La «Bambina» di Padre Pio è in grado di leggere i cuori, ma anche di individuare e ritrarre i lineamenti fisici di persone mai viste. Vive per anni senza cibo e senza riposo, alimentandosi con la “sola” Eucaristia, che è il suo Tutto. Intanto continua a svolgere le sue mansioni di infermiera e di cuoca e, allo stesso tempo, ad essere vessata, interrogata, indagata scientificamente, sottoposta a test ed esami clinici.

Suor Rita è vera sposa di Cristo: fare la Sua volontà è l’unica sua ragione di vita. Abbandonata a Lui, si sente protetta e al sicuro e, di sé, desidera donare tutto; ogni fibra del suo essere è tesa a Lui e niente vuole sottrargli, consapevole com’è che soltanto attraverso il dolore si può gustare la vera gioia. Lo Spirito Santo è in lei che vive periodicamente la Passione di Cristo, senza però, si badi bene, conseguenze tragiche, né per il fisico, né per la psiche. Il calice amaro è offerto, accettato, consumato stilla dopo stilla per la salvezza di anime su anime e la gioia, dopo il calice, viene donata a Rita allo stato puro, tanto che ella vorrebbe morire per vivere già nella beatitudine perenne.
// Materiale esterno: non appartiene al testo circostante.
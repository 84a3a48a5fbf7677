#![cfg_attr(
    test,
    allow(
        clippy::unwrap_used,
        clippy::expect_used,
        clippy::float_cmp,
        clippy::default_trait_access
    )
)]

//! Stock Stream Server - Simulated Price Event Streaming
//!
//! An HTTP service that streams simulated stock prices as Server-Sent
//! Events. Every `/stock-stream` connection gets its own bounded stream:
//! one price sample per tick, a fixed number of samples, terminated early
//! if the client disconnects. The core is the race between sample
//! production and the client-disconnect signal, with resources released
//! exactly once on every exit path.
//!
//! # Layers (inside -> outside)
//!
//! - **Domain**: Price simulation with no I/O
//!   - `pricing`: symbol cycling, quote generation, frame formatting
//!
//! - **Application**: Session orchestration and port definitions
//!   - `ports`: the frame-sink contract the transport must implement
//!   - `session`: the per-connection stream controller and its
//!     single-assignment completion signal
//!
//! - **Infrastructure**: Adapters and external integrations
//!   - `http`: axum routes, streaming bodies, disconnect wiring
//!   - `config`: environment-driven deployment settings
//!   - `telemetry`: tracing subscriber initialization
//!
//! # Data Flow
//!
//! ```text
//! interval ticks ──► PriceGenerator ──► StreamSession ──► response body
//!                                            ▲
//!                              client disconnect (CancellationToken)
//! ```

#![forbid(unsafe_code)]
#![warn(missing_docs)]
#![warn(clippy::pedantic)]

// =============================================================================
// Module Declarations
// =============================================================================

/// Domain layer - Price simulation with no external dependencies.
pub mod domain;

/// Application layer - Session orchestration and port definitions.
pub mod application;

/// Infrastructure layer - Adapters and external integrations.
pub mod infrastructure;

// =============================================================================
// Re-exports
// =============================================================================

// Domain types
pub use domain::pricing::{DEFAULT_SYMBOLS, PriceGenerator, Quote};

// Application ports and session
pub use application::ports::{FrameSink, WriteError};
pub use application::session::{
    Completion, CompletionHandle, SessionOutcome, SessionSettings, StreamError, StreamSession,
};

// Infrastructure config
pub use infrastructure::config::{ConfigError, ServerConfig};

// HTTP server (also used by integration tests)
pub use infrastructure::http::{AppState, StreamServer, StreamServerError, router};

// Telemetry
pub use infrastructure::telemetry::init as init_telemetry;
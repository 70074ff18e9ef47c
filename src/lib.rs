/*!

Spelling correction & word segmentation based on the symmetric delete algorithm.

#### Spelling correction

```rust
use spellkit::{DictionaryConfig, Entry, LookupConfig, SpellModel, SuggestionLevel};

let model = SpellModel::new();
let dict = DictionaryConfig::default();
model.add_entry(Entry::new("hello", 10), &dict);
model.add_entry(Entry::new("help", 5), &dict);
model.add_entry(Entry::new("world", 1), &dict);

// best suggestion for a single misspelled word
let suggestions = model.lookup("helo", &LookupConfig::default()).unwrap();
assert_eq!(suggestions[0].entry.word, "hello");
assert_eq!(suggestions[0].distance, 1);

// every suggestion within the edit distance cap
let all = model
    .lookup(
        "helo",
        &LookupConfig {
            level: SuggestionLevel::All,
            ..LookupConfig::default()
        },
    )
    .unwrap();
assert!(all.iter().any(|s| s.entry.word == "help"));
```

#### Word segmentation of unspaced text

```rust
use spellkit::{DictionaryConfig, Entry, SegmentConfig, SpellModel};

let model = SpellModel::new();
let dict = DictionaryConfig::default();
for (word, frequency) in [("the", 100), ("quick", 50), ("brown", 40), ("fox", 30)] {
    model.add_entry(Entry::new(word, frequency), &dict);
}

let result = model.segment("thequickbrownfox", &SegmentConfig::default()).unwrap();
assert_eq!(result.to_string(), "the quick brown fox");
assert_eq!(result.distance, 0);
```

#### Named dictionaries

```rust
use spellkit::{DictionaryConfig, Entry, LookupConfig, SpellModel};

let model = SpellModel::new();
let medical = DictionaryConfig {
    name: "medical".to_string(),
    ..DictionaryConfig::default()
};
model.add_entry(Entry::new("ibuprofen", 42), &medical);

let found = model
    .lookup(
        "ibuprofen",
        &LookupConfig {
            dictionary: "medical".to_string(),
            ..LookupConfig::default()
        },
    )
    .unwrap();
assert_eq!(found.len(), 1);
```

*/

#[doc = include_str!("../README.md")]
#[cfg(doctest)]
pub struct ReadmeDoctests;

mod edit_distance;
mod error;
mod index;
mod persistence;
mod spell;

pub use edit_distance::{
    damerau_levenshtein, damerau_levenshtein_runes, levenshtein, levenshtein_runes, DistanceFn,
};
pub use error::SpellError;
pub use index::{fnv1a_32, DeleteDescriptor, DeletesIndex, Entry, Library, WordData};
pub use spell::{
    DictionaryConfig, Entries, LookupConfig, Segment, SegmentConfig, SegmentResult, SortFn,
    SpellModel, Suggestion, SuggestionLevel,
};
Attraverso riscontri clinici sappiamo che Suor Rita dello Spirito Santo, nei suoi stati di sofferenza fisica, raggiungeva anche i 52 gradi di temperatura corporea. Nelle relazioni mediche si dice che ella non aveva nessuna malattia specifica («La tua malattia è mistica» le disse più volte Gesù) e che la «suorina» spirava innocenza, purezza, intelligenza, vivacità, nessun isterismo, nessun fenomeno nervoso, niente di ciò, ma perfettamente equilibrata e dei suoi mali accusati «non si capisce niente»[6].

Suor Rita dello Spirito Santo ottiene miracoli di guarigioni, di conversioni, è dotata del dono della bilocazione, della chiaroveggenza, ha la capacità di presagire il futuro. Previde, fra l’altro, il giorno dell’alluvione del Valdarno il 3 novembre 1966 e il terremoto di Ancona il 13 giugno 1972.
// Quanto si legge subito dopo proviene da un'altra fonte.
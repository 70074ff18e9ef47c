use thiserror::Error;

/// Errors surfaced by model operations.
#[derive(Debug, Error)]
pub enum SpellError {
    #[error("prefix length must be greater than 0")]
    InvalidPrefixLength,

    /// Segmentation needs at least one dictionary word to bound part lengths.
    #[error("longest word in dictionary has zero length")]
    EmptyDictionary,

    /// Segmentation normalizes unigram probabilities by the cumulative
    /// frequency, which must be non-zero.
    #[error("cumulative frequency is zero")]
    ZeroCumulativeFrequency,

    #[error(transparent)]
    Io(#[from] std::io::Error),

    #[error(transparent)]
    Json(#[from] serde_json::Error),
}
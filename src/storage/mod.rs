// Copyright 2025 coScene
//
// Licensed under the Apache License, Version 2.0 (the "License");
// you may not use this file except in compliance with the License.
// You may obtain a copy of the License at
//
//     http://www.apache.org/licenses/LICENSE-2.0
//
// Unless required by applicable law or agreed to in writing, software
// distributed under the License is distributed on an "AS IS" BASIS,
// WITHOUT WARRANTIES OR CONDITIONS OF ANY KIND, either express or implied.
// See the License for the specific language governing permissions and
// limitations under the License.

// Blob store module
//
// Provides a trait-based abstraction for object storage, allowing the
// processor to write to different stores (GCS, local filesystem, memory).
// Every backend is an `object_store` implementation underneath.
//
// This module focuses on create-only WRITE operations.
// Stored logs are read with the store's own tooling.

pub mod backend;
pub mod factory;
pub mod filesystem;
pub mod gcs;
pub mod memory;

pub use backend::{BlobStore, PutOutcome};
pub use factory::BackendFactory;
pub use filesystem::FilesystemBackend;
pub use gcs::GcsBackend;
pub use memory::{MemoryBackend, StoredObject};
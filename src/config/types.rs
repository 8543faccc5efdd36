// Copyright 2025 coScene
//
// Licensed under the Apache License, Version 2.0 (the "License");
// you may not use this file except in compliance with the License.
// You may obtain a copy of the License at
//
//     http://www.apache.org/licenses/LICENSE-2.0
//
// Unless required by applicable law or agreed to in writing, software
// distributed under the License is distributed on an "AS IS" BASIS,
// WITHOUT WARRANTIES OR CONDITIONS OF ANY KIND, either express or implied.
// See the License for the specific language governing permissions and
// limitations under the License.

// Configuration types for log-relay

use serde::{Deserialize, Serialize};
use std::fmt;
use std::time::Duration;

/// Which half of the pipeline this process runs
#[derive(Debug, Clone, Copy, PartialEq, Eq)]
pub enum Role {
    /// HTTP ingestion endpoint publishing to the queue
    Receiver,
    /// Push endpoint consuming queue deliveries into blob storage
    Processor,
    /// Both halves joined by an in-memory queue
    Standalone,
}

impl fmt::Display for Role {
    fn fmt(&self, f: &mut fmt::Formatter<'_>) -> fmt::Result {
        match self {
            Role::Receiver => write!(f, "receiver"),
            Role::Processor => write!(f, "processor"),
            Role::Standalone => write!(f, "standalone"),
        }
    }
}

/// Main configuration structure
#[derive(Debug, Clone, Default, Deserialize, Serialize)]
pub struct RelayConfig {
    /// Project identifier stamped into every processed record
    #[serde(default)]
    pub project_id: String,

    #[serde(default)]
    pub server: ServerConfig,

    #[serde(default)]
    pub auth: AuthConfig,

    #[serde(default)]
    pub queue: QueueConfig,

    #[serde(default)]
    pub storage: StorageConfig,

    #[serde(default)]
    pub processor: ProcessorSettings,

    #[serde(default)]
    pub logging: LoggingConfig,
}

#[derive(Debug, Clone, Deserialize, Serialize)]
pub struct ServerConfig {
    #[serde(default = "default_listen_addr")]
    pub listen_addr: String,

    /// Largest request body accepted by either endpoint
    #[serde(default = "default_max_body_bytes")]
    pub max_body_bytes: usize,
}

impl Default for ServerConfig {
    fn default() -> Self {
        Self {
            listen_addr: default_listen_addr(),
            max_body_bytes: default_max_body_bytes(),
        }
    }
}

/// Credentials for Google APIs
#[derive(Debug, Clone, Deserialize, Serialize)]
pub struct AuthConfig {
    /// Static bearer token; wins over the credential chain
    #[serde(default)]
    pub access_token: Option<String>,

    /// Resolve Application Default Credentials (service account file,
    /// gcloud ADC, then the metadata server). Emulators ignore this.
    #[serde(default = "default_true", alias = "metadata_server")]
    pub default_credentials: bool,
}

impl Default for AuthConfig {
    fn default() -> Self {
        Self {
            access_token: None,
            default_credentials: default_true(),
        }
    }
}

/// Queue configuration with backend selection
#[derive(Debug, Clone, Deserialize, Serialize)]
pub struct QueueConfig {
    /// Backend type: "pubsub" or "memory"
    #[serde(default = "default_queue_backend")]
    pub backend: String,

    /// Topic name, either bare or `projects/{project}/topics/{name}`
    #[serde(default)]
    pub topic: String,

    #[serde(default)]
    pub pubsub: PubSubConfig,

    #[serde(default)]
    pub memory: MemoryQueueConfig,
}

impl Default for QueueConfig {
    fn default() -> Self {
        Self {
            backend: default_queue_backend(),
            topic: String::new(),
            pubsub: PubSubConfig::default(),
            memory: MemoryQueueConfig::default(),
        }
    }
}

#[derive(Debug, Clone, Deserialize, Serialize)]
pub struct PubSubConfig {
    #[serde(default = "default_pubsub_endpoint")]
    pub endpoint: String,

    #[serde(default = "default_timeout")]
    pub timeout_seconds: u64,

    #[serde(default = "default_retries")]
    pub max_retries: u32,

    /// Set when talking to the emulator; disables auth
    #[serde(default)]
    pub emulator: bool,
}

impl Default for PubSubConfig {
    fn default() -> Self {
        Self {
            endpoint: default_pubsub_endpoint(),
            timeout_seconds: default_timeout(),
            max_retries: default_retries(),
            emulator: false,
        }
    }
}

impl PubSubConfig {
    pub fn timeout(&self) -> Duration {
        Duration::from_secs(self.timeout_seconds)
    }
}

/// In-process queue used by the standalone role
#[derive(Debug, Clone, Deserialize, Serialize)]
pub struct MemoryQueueConfig {
    #[serde(default = "default_queue_capacity")]
    pub capacity: usize,

    #[serde(default = "default_delivery_workers")]
    pub workers: usize,

    /// Deliveries before a message is dead-lettered
    #[serde(default = "default_max_delivery_attempts")]
    pub max_delivery_attempts: u32,
}

impl Default for MemoryQueueConfig {
    fn default() -> Self {
        Self {
            capacity: default_queue_capacity(),
            workers: default_delivery_workers(),
            max_delivery_attempts: default_max_delivery_attempts(),
        }
    }
}

/// Storage configuration with backend selection
#[derive(Debug, Clone, Deserialize, Serialize)]
pub struct StorageConfig {
    /// Backend type: "gcs", "filesystem", "memory"
    #[serde(default = "default_storage_backend")]
    pub backend: String,

    #[serde(default)]
    pub bucket_name: String,

    /// In-process write attempts before the failure is handed back to the queue
    #[serde(default = "default_retries")]
    pub max_retries: u32,

    #[serde(default)]
    pub gcs: GcsConfig,

    #[serde(default)]
    pub filesystem: FilesystemConfig,
}

impl Default for StorageConfig {
    fn default() -> Self {
        Self {
            backend: default_storage_backend(),
            bucket_name: String::new(),
            max_retries: default_retries(),
            gcs: GcsConfig::default(),
            filesystem: FilesystemConfig::default(),
        }
    }
}

#[derive(Debug, Clone, Deserialize, Serialize)]
pub struct GcsConfig {
    /// Only consulted in emulator mode; production traffic goes to Google
    #[serde(default = "default_gcs_endpoint")]
    pub endpoint: String,

    #[serde(default = "default_timeout")]
    pub timeout_seconds: u64,

    /// Set when talking to an emulator such as fake-gcs-server; disables
    /// auth and sends requests to `endpoint`
    #[serde(default)]
    pub emulator: bool,
}

impl Default for GcsConfig {
    fn default() -> Self {
        Self {
            endpoint: default_gcs_endpoint(),
            timeout_seconds: default_timeout(),
            emulator: false,
        }
    }
}

impl GcsConfig {
    pub fn timeout(&self) -> Duration {
        Duration::from_secs(self.timeout_seconds)
    }
}

#[derive(Debug, Clone, Deserialize, Serialize)]
pub struct FilesystemConfig {
    #[serde(default = "default_base_path")]
    pub base_path: String,
}

impl Default for FilesystemConfig {
    fn default() -> Self {
        Self {
            base_path: default_base_path(),
        }
    }
}

/// How the storage key is made unique beyond its microsecond timestamp
#[derive(Debug, Clone, Copy, PartialEq, Eq, Default, Deserialize, Serialize)]
#[serde(rename_all = "snake_case")]
pub enum KeyDiscriminator {
    /// Queue message id; redeliveries of one message share a key
    #[default]
    MessageId,
    /// Fresh random token per write
    Random,
    /// Timestamp only
    None,
}

/// Delivery processor settings
#[derive(Debug, Clone, Deserialize, Serialize)]
pub struct ProcessorSettings {
    #[serde(default = "default_processor_id")]
    pub processor_id: String,

    #[serde(default)]
    pub key_discriminator: KeyDiscriminator,
}

impl Default for ProcessorSettings {
    fn default() -> Self {
        Self {
            processor_id: default_processor_id(),
            key_discriminator: KeyDiscriminator::default(),
        }
    }
}

#[derive(Debug, Clone, Deserialize, Serialize)]
pub struct LoggingConfig {
    #[serde(default = "default_log_level")]
    pub level: String,  // "trace", "debug", "info", "warn", "error"

    #[serde(default = "default_log_format")]
    pub format: String,  // "text", "json"
}

impl Default for LoggingConfig {
    fn default() -> Self {
        Self {
            level: default_log_level(),
            format: default_log_format(),
        }
    }
}

// Default value functions
fn default_true() -> bool { true }
fn default_listen_addr() -> String { "0.0.0.0:8080".to_string() }
fn default_max_body_bytes() -> usize { 1024 * 1024 }
fn default_queue_backend() -> String { "pubsub".to_string() }
fn default_pubsub_endpoint() -> String { "https://pubsub.googleapis.com".to_string() }
fn default_storage_backend() -> String { "gcs".to_string() }
fn default_gcs_endpoint() -> String { "https://storage.googleapis.com".to_string() }
fn default_base_path() -> String { "/data/logs".to_string() }
fn default_timeout() -> u64 { 60 }
fn default_retries() -> u32 { 3 }
fn default_queue_capacity() -> usize { 1000 }
fn default_delivery_workers() -> usize { 4 }
fn default_max_delivery_attempts() -> u32 { 5 }
fn default_processor_id() -> String { "log-relay".to_string() }
fn default_log_level() -> String { "info".to_string() }
fn default_log_format() -> String { "text".to_string() }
La familiarità fra suor Rita e padre Pio fu esplicita, non solo per il continuo frequentarsi in bilocazione, il vivere in comunione la Passione di Cristo, ma anche per l’uso disinvolto di questi due campani veraci del linguaggio. Lascia scritto suor Eleonora Pieroni, che fu testimone di alcuni incontri di bilocazione, in una lettera del 16 aprile 1950:

«Sono sempre ameni, fra loro, tutti e due. Ed è certo che Padre Pio la tira giù sempre perché non spicchi il volo».
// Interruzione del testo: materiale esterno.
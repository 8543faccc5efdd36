// Copyright 2025 coScene
//
// Licensed under the Apache License, Version 2.0 (the "License");
// you may not use this file except in compliance with the License.
// You may obtain a copy of the License at
//
//     http://www.apache.org/licenses/LICENSE-2.0
//
// Unless required by applicable law or agreed to in writing, software
// distributed under the License is distributed on an "AS IS" BASIS,
// WITHOUT WARRANTIES OR CONDITIONS OF ANY KIND, either express or implied.
// See the License for the specific language governing permissions and
// limitations under the License.

// Shared test doubles and request helpers
#![allow(dead_code)]

use async_trait::async_trait;
use axum::body::Body;
use axum::http::{Request, StatusCode};
use axum::Router;
use bytes::Bytes;
use http_body_util::BodyExt as _;
use log_relay::config::KeyDiscriminator;
use log_relay::error::{PublishError, StorageError};
use log_relay::processor::DeliveryProcessor;
use log_relay::queue::Publisher;
use log_relay::storage::{BlobStore, MemoryBackend, PutOutcome};
use log_relay::writer::StorageWriter;
use serde_json::Value;
use std::collections::HashMap;
use std::sync::atomic::{AtomicUsize, Ordering};
use std::sync::{Arc, Mutex};
use tower::ServiceExt;

pub const PROJECT_ID: &str = "test-project";
pub const PROCESSOR_ID: &str = "log-relay";

/// Publisher that keeps every payload it is handed
#[derive(Default)]
pub struct RecordingPublisher {
    pub published: Mutex<Vec<Bytes>>,
}

impl RecordingPublisher {
    pub fn payloads(&self) -> Vec<Bytes> {
        self.published.lock().unwrap().clone()
    }
}

#[async_trait]
impl Publisher for RecordingPublisher {
    async fn publish(&self, data: Bytes) -> Result<String, PublishError> {
        let mut published = self.published.lock().unwrap();
        published.push(data);
        Ok(format!("msg-{}", published.len()))
    }

    fn topic(&self) -> &str {
        "projects/test-project/topics/logs"
    }

    fn backend_type(&self) -> &str {
        "recording"
    }
}

/// Publisher whose topic is always unavailable
pub struct FailingPublisher;

#[async_trait]
impl Publisher for FailingPublisher {
    async fn publish(&self, _data: Bytes) -> Result<String, PublishError> {
        Err(PublishError::Rejected {
            status: 404,
            body: "Resource not found".to_string(),
        })
    }

    fn topic(&self) -> &str {
        "projects/test-project/topics/missing"
    }

    fn backend_type(&self) -> &str {
        "failing"
    }
}

/// Store that fails the first `failures` writes, then delegates to memory
pub struct FlakyStore {
    pub inner: MemoryBackend,
    failures: usize,
    pub attempts: AtomicUsize,
}

impl FlakyStore {
    pub fn new(failures: usize) -> Self {
        Self {
            inner: MemoryBackend::new("flaky-bucket"),
            failures,
            attempts: AtomicUsize::new(0),
        }
    }

    pub fn always_failing() -> Self {
        Self::new(usize::MAX)
    }

    pub fn attempts(&self) -> usize {
        self.attempts.load(Ordering::SeqCst)
    }
}

#[async_trait]
impl BlobStore for FlakyStore {
    async fn initialize(&self) -> Result<(), StorageError> {
        Ok(())
    }

    async fn put_object(
        &self,
        key: &str,
        body: Bytes,
        content_type: &str,
        metadata: &HashMap<String, String>,
    ) -> Result<PutOutcome, StorageError> {
        let attempt = self.attempts.fetch_add(1, Ordering::SeqCst);
        if attempt < self.failures {
            return Err(StorageError::ObjectStore(object_store::Error::Generic {
                store: "flaky",
                source: "backend unavailable".into(),
            }));
        }
        self.inner.put_object(key, body, content_type, metadata).await
    }

    async fn health_check(&self) -> Result<bool, StorageError> {
        Ok(self.attempts() >= self.failures)
    }

    fn backend_type(&self) -> &str {
        "flaky"
    }

    fn bucket(&self) -> &str {
        self.inner.bucket()
    }
}

/// Processor writing to `store` with no in-process retries
pub fn make_processor(store: Arc<dyn BlobStore>) -> Arc<DeliveryProcessor> {
    let writer = StorageWriter::new(store, 0, KeyDiscriminator::MessageId);
    Arc::new(DeliveryProcessor::new(
        writer,
        PROCESSOR_ID.to_string(),
        PROJECT_ID.to_string(),
    ))
}

pub fn post_json(uri: &str, body: impl Into<Body>) -> Request<Body> {
    Request::builder()
        .method("POST")
        .uri(uri)
        .header("content-type", "application/json")
        .body(body.into())
        .unwrap()
}

/// Send one request and return status plus JSON body
pub async fn send(app: &Router, request: Request<Body>) -> (StatusCode, Value) {
    let response = app.clone().oneshot(request).await.unwrap();
    let status = response.status();
    let bytes = response.into_body().collect().await.unwrap().to_bytes();
    let body = if bytes.is_empty() {
        Value::Null
    } else {
        serde_json::from_slice(&bytes).unwrap_or(Value::Null)
    };
    (status, body)
}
Suor Rita dello Spirito Santo non vedeva l’ora di spiccare il volo, lasciare questa valle di lacrime per raggiungere il Paradiso. Molte anime sono state salvate sia dal Cappuccino Santo, sia dall’Agostiniana di Santa Croce sull’Arno, che aveva orrore del peccato. Il mondo cristiano sembra non avere più né orrore, né paura del peccato e non si crede più all’Inferno. Rita ci credeva e desiderava espiare per coloro che erano in pericolo di cadervici dentro: come Cristo, anche Rita, aveva misericordia delle anime e proprio per questo faceva di tutto perché non si perdessero eternamente. Possa l’Agostiniana Suor Rita dello Spirito Santo intercedere ancora, affinché molti aprano gli occhi e continuino a seguire gli insegnamenti del Vangelo e abbandonino gli insegnamenti del mondo. Aborto; fecondazioni in vitro; teoria del gender diffusa a partire dall’asilo, matrimoni omosessuali; adozioni di bambini ai gay; divorzi a macchia d’olio; spappolamento delle famiglie (nucleo di ogni sana società) eutanasia… l’uomo, nell’Europa che era cristiana, vuole fare a meno di Dio e lasciare che siano gli Stati a decidere del suo destino terreno e del suo destino eterno. Suor Rita Montella, come Padre Pio, aveva Fede e avere Fede significa anche credere nell’esistenza del demonio, matrice del peccato (proprio da Satana provenne il peccato originale, inizio di tutti i mali) ed è il peccato il vero e più tragico nemico degli uomini. Il demonio ha paura dei mistici perché essi strappano il peccato dalle anime. Possa la Bambina di Padre Pio continuare a rubargli anime per offrirle all’unico Re dell’Universo, Cristo Signore.

 Cristina Siccardi

[1] Sant’Agostino, Commento al Vangelo di san Giovanni, 6,2.

[2] San Giovanni Crisostomo, Omelia sulla santa Pentecoste, 1.

[3] San Giovanni Cassiano, Conferenze, 12, 12-13.

[4] Ibidem.

[5] A. Aurino, Suor Rita Montella, monaca agostiniana (1920-1992), Biografia – Missioni – Carismi, Umbriagraf, Terni 2000, p. 66.

[6] C. Siccardi, La bambina di Padre Pio, Città Ideale, Orato 2003, p. 139.